BAKANLIK KARIŞMAMALI
Bu karar nedeniyle okullardaki yabancı lisan ders saatinin azalmasından ve ikinci yabancı lisanın zarurî olmamasından rahatsız olan veliler, “Çocuklarımızı özel okullara daha çok din eğitimi alması için değil yabancı lisan öğrenmesi için gönderdik. Din eğitimine bakanlık bu kadar karışmamalı. Çocuklarımıza seçmeli dersler ortasından din derslerini seçmiyorduk. Artık seçmek zorundayız. Yabancı lisan bilmeyen kuşaklar yetişiyor” diye reaksiyon gösterdi.
YAYGINLAŞTIRMA YÖNTEMİ!
Eğitimci Alaattin Dinçer, 21 yıllık AKP iktidarının din eğitimini olabildiğince ağırlaştırmayı eğitim siyaset stratejisinin temel yönelimi olarak belirlediğine dikkat çekerek şunları söyledi:
“Bugün geldiğimiz nokta prestijiyle bu amaçları istedikleri seviyeye gelmedi. Amaçları din eğitiminde yüzde 20-25’lik bir oran. Fakat oran şu anda yüzde 11-12 seviyesinde. Bu nedenle bu kadar imam hatip ortaokulu ve imam hatip lisesi inşa ettiler. Hatta liselerde din eğitimini 2 saate çıkardılar. Okulların tamamına mescit açtılar. İHL’nin öğrenci sayısına baktığımızda son 5 yıldır tıpkı kaldığını görüyoruz. Hatta düşüş bile var. Baktılar bu türlü olmuyor, ‘O vakit bütün okullarda din eğitimini yaygınlaştıralım’ dediler. ‘Çevreme Hassasım, Değerlerime Sahip Çıkıyorum’ (ÇEDES), ders çizelgeleri vb. uygulamaların tamamı temel olarak bu hedefe yöneliktir.”

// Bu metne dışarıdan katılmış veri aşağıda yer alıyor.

#[cfg(test)]
mod tests {
    use super::*;
    use crate::layer::LayerPatch;

    fn compositor() -> Compositor {
        Compositor::with_fonts(FontBook::bundled_only())
    }

    fn solid(w: u32, h: u32, c: [u8; 4]) -> Bitmap {
        Bitmap::new(RgbaImage::from_pixel(w, h, Rgba(c)))
    }

    #[test]
    fn empty_store_is_black_at_zoomed_size() {
        let mut store = LayerStore::new(10, 5);
        store.set_zoom(1.5);
        let out = compositor().render(&store);
        assert_eq!(out.dimensions(), (15, 8));
        assert!(out.pixels().all(|p| p.0 == [0, 0, 0, 255]));
    }

    #[test]
    fn later_layers_paint_over_earlier_ones() {
        let mut store = LayerStore::new(8, 8);
        store.add_image_layer(solid(8, 8, [255, 0, 0, 255]));
        let green = store.add_image_layer(solid(8, 8, [0, 255, 0, 255]));
        // Image layers insert at the bottom: red now sits above green.
        assert_eq!(store.index_of(green), Some(0));
        let out = compositor().render_for_export(&store);
        assert_eq!(out.get_pixel(4, 4).0, [255, 0, 0, 255]);

        store.reorder(0, 1);
        let out = compositor().render_for_export(&store);
        assert_eq!(out.get_pixel(4, 4).0, [0, 255, 0, 255]);
    }

    #[test]
    fn invisible_layers_are_skipped() {
        let mut store = LayerStore::new(4, 4);
        let id = store.add_image_layer(solid(4, 4, [200, 200, 200, 255]));
        store.update_layer(id, &LayerPatch { visible: Some(false), ..Default::default() });
        let out = compositor().render(&store);
        assert!(out.pixels().all(|p| p.0 == [0, 0, 0, 255]));
    }

    #[test]
    fn image_is_scaled_into_its_box() {
        let mut store = LayerStore::new(4, 4);
        let id = store.add_image_layer(solid(4, 4, [255, 255, 255, 255]));
        store.update_layer(id, &LayerPatch { scale: Some(0.5), ..Default::default() });
        let out = compositor().render_for_export(&store);
        assert_eq!(out.get_pixel(0, 0).0, [255, 255, 255, 255]);
        assert_eq!(out.get_pixel(1, 1).0, [255, 255, 255, 255]);
        assert_eq!(out.get_pixel(3, 3).0, [0, 0, 0, 255]);
    }

    #[test]
    fn unloaded_bitmap_is_not_drawn() {
        let pending = ImageLayer { bitmap: None, ..ImageLayer::from_bitmap(solid(4, 4, [255; 4])) };
        let mut c = compositor();
        assert!(c.filtered_bitmap(LayerId::new(), &pending).is_none());
        assert!(c.filtered.is_empty());
    }

    #[test]
    fn filtered_bitmap_is_cached_until_filters_change() {
        let mut store = LayerStore::new(2, 2);
        let id = store.add_image_layer(solid(2, 2, [100, 100, 100, 255]));
        let mut c = compositor();
        let img = store.layer(id).unwrap().as_image().unwrap().clone();
        let a = c.filtered_bitmap(id, &img).unwrap();
        let b = c.filtered_bitmap(id, &img).unwrap();
        assert!(Arc::ptr_eq(&a, &b));

        let mut brighter = img.clone();
        brighter.filters.brightness = 200.0;
        let d = c.filtered_bitmap(id, &brighter).unwrap();
        assert!(!Arc::ptr_eq(&a, &d));
        assert_eq!(d.get_pixel(0, 0).0, [200, 200, 200, 255]);

        store.delete_layer(id);
        c.render(&store);
        assert!(c.filtered.is_empty());
    }

    #[test]
    fn text_paints_fill_and_stroke() {
        let mut store = LayerStore::new(200, 60);
        store.add_text_layer("Hello", Rgb::new(255, 0, 0), Some(10.0));
        let out = compositor().render_for_export(&store);
        assert!(out.pixels().any(|p| p.0[0] > 200 && p.0[1] < 50));
        // nothing outside the text block
        assert_eq!(out.get_pixel(199, 59).0, [0, 0, 0, 255]);
    }

    #[test]
    fn selection_outline_only_in_view_render() {
        let mut store = LayerStore::new(40, 40);
        let id = store.add_image_layer(solid(20, 20, [0, 0, 0, 255]));
        store.set_canvas_size(40, 40);
        store.select(Some(id));
        let mut c = compositor();
        let view = c.render(&store);
        let blue = [SELECTION_COLOR.r, SELECTION_COLOR.g, SELECTION_COLOR.b, 255];
        assert_eq!(view.get_pixel(10, 20).0, blue);
        assert_eq!(view.get_pixel(20, 10).0, blue);
        let export = c.render_for_export(&store);
        assert!(export.pixels().all(|p| p.0 != blue));
    }

    #[test]
    fn hidden_selected_layer_has_no_outline() {
        let mut store = LayerStore::new(40, 40);
        let id = store.add_image_layer(solid(20, 20, [0, 0, 0, 255]));
        store.set_canvas_size(40, 40);
        store.select(Some(id));
        store.update_layer(id, &LayerPatch { visible: Some(false), ..Default::default() });
        let view = compositor().render(&store);
        let blue = [SELECTION_COLOR.r, SELECTION_COLOR.g, SELECTION_COLOR.b, 255];
        assert!(view.pixels().all(|p| p.0 != blue));
    }

    #[test]
    fn layers_above_cover_the_selection_outline() {
        let mut store = LayerStore::new(40, 40);
        store.add_image_layer(solid(40, 40, [255, 0, 0, 255]));
        // image layers insert at the bottom, so this one sits under the red one
        let below = store.add_image_layer(solid(20, 20, [0, 0, 0, 255]));
        store.set_canvas_size(40, 40);
        store.select(Some(below));
        let view = compositor().render(&store);
        assert_eq!(view.get_pixel(10, 20).0, [255, 0, 0, 255]);
        assert_eq!(view.get_pixel(20, 10).0, [255, 0, 0, 255]);
    }

    #[test]
    fn text_selection_outline_is_dashed() {
        let mut store = LayerStore::new(200, 60);
        let id = store.add_text_layer("Hello", Rgb::WHITE, Some(10.0));
        assert_eq!(store.selected_id(), Some(id));
        let b = store.layer(id).unwrap().bounds();
        assert_eq!((b.x, b.y), (20.0, 10.0));

        let view = compositor().render(&store);
        let blue = [SELECTION_COLOR.r, SELECTION_COLOR.g, SELECTION_COLOR.b, 255];
        // top edge band covers rows 9 and 10; dashes are 6 on, 4 off from x = 20
        for row in [9, 10] {
            assert_eq!(view.get_pixel(22, row).0, blue);
            assert_eq!(view.get_pixel(25, row).0, blue);
            assert_ne!(view.get_pixel(26, row).0, blue);
            assert_ne!(view.get_pixel(29, row).0, blue);
            assert_eq!(view.get_pixel(30, row).0, blue);
        }
    }

    #[test]
    fn blur_is_measured_in_canvas_pixels() {
        let mut store = LayerStore::new(8, 8);
        let id = store.add_image_layer(solid(8, 8, [100, 100, 100, 255]));
        store.update_layer(id, &LayerPatch { blur: Some(2.0), ..Default::default() });
        let mut c = compositor();
        let img = store.layer(id).unwrap().as_image().unwrap().clone();
        let a = c.filtered_bitmap(id, &img).unwrap();
        assert_eq!(c.filtered[&id].blur_sigma, 2.0);

        let half = ImageLayer { scale: 0.5, ..img.clone() };
        let b = c.filtered_bitmap(id, &half).unwrap();
        assert!(!Arc::ptr_eq(&a, &b));
        assert_eq!(c.filtered[&id].blur_sigma, 4.0);

        // without blur the scale does not matter to the cache
        let sharp = ImageLayer { filters: ImageFilters::default(), ..img };
        let d = c.filtered_bitmap(id, &sharp).unwrap();
        let e = c.filtered_bitmap(id, &ImageLayer { scale: 3.0, ..sharp }).unwrap();
        assert!(Arc::ptr_eq(&d, &e));
    }

    #[test]
    fn out_of_range_values_do_not_panic() {
        let mut store = LayerStore::new(16, 16);
        let img = store.add_image_layer(solid(16, 16, [10, 20, 30, 255]));
        let text = store.add_text_layer("wild\nvalues", Rgb::WHITE, None);
        store.update_layer(
            img,
            &LayerPatch {
                scale: Some(-3.0),
                rotation: Some(f32::NAN),
                blur: Some(1e6),
                brightness: Some(-100.0),
                ..Default::default()
            },
        );
        store.update_layer(
            text,
            &LayerPatch {
                font_size: Some(1e9),
                stroke_width: Some(f32::INFINITY),
                shadow_blur: Some(-4.0),
                line_height: Some(f32::NAN),
                x: Some(-1e30),
                ..Default::default()
            },
        );
        store.set_zoom(3.0);
        let out = compositor().render(&store);
        assert_eq!(out.dimensions(), (48, 48));

        store.reset_zoom();
        store.update_layer(
            text,
            &LayerPatch {
                font_size: Some(12.0),
                line_height: Some(1.0),
                x: Some(0.0),
                stroke_width: Some(500.0),
                shadow_blur: Some(300.0),
                ..Default::default()
            },
        );
        let out = compositor().render(&store);
        assert_eq!(out.dimensions(), (16, 16));
    }

    #[test]
    fn rotated_image_keeps_its_centre() {
        let mut store = LayerStore::new(10, 10);
        let id = store.add_image_layer(solid(10, 4, [255, 255, 255, 255]));
        store.set_canvas_size(10, 10);
        store.update_layer(id, &LayerPatch { rotation: Some(90.0), y: Some(3.0), ..Default::default() });
        let out = compositor().render_for_export(&store);
        // 10x4 box centred at (5, 5), turned upright: 4 wide, 10 tall
        assert_eq!(out.get_pixel(5, 1).0, [255, 255, 255, 255]);
        assert_eq!(out.get_pixel(1, 5).0, [0, 0, 0, 255]);
    }
}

ATAMA BEKLERKEN TOPTAN KALKTI
Bir Almanca öğretmeni, Almanca ve Fransızca derslerinin öğrenciler tarafından çok ilgi gördüğünü fakat öğretmen yetersizliği bulunduğunu belirterek, “Bakanlık atama yapmak yerine sorunu kökten çözmüş oldu! Artık ikinci lisan olarak Fransızca ya da Almanca öğrenmek isteyen bir öğrenci, dört yıl boyunca bu lisanlar yerine ‘Kuranıkerim’, ‘Kuranıkerimin mana dünyası’, ‘peygamberimizin hayatı’, ‘temel dini bilgiler’, ‘klasik ahlak metinleri’ üzere dersler almak zorunda’ dedi.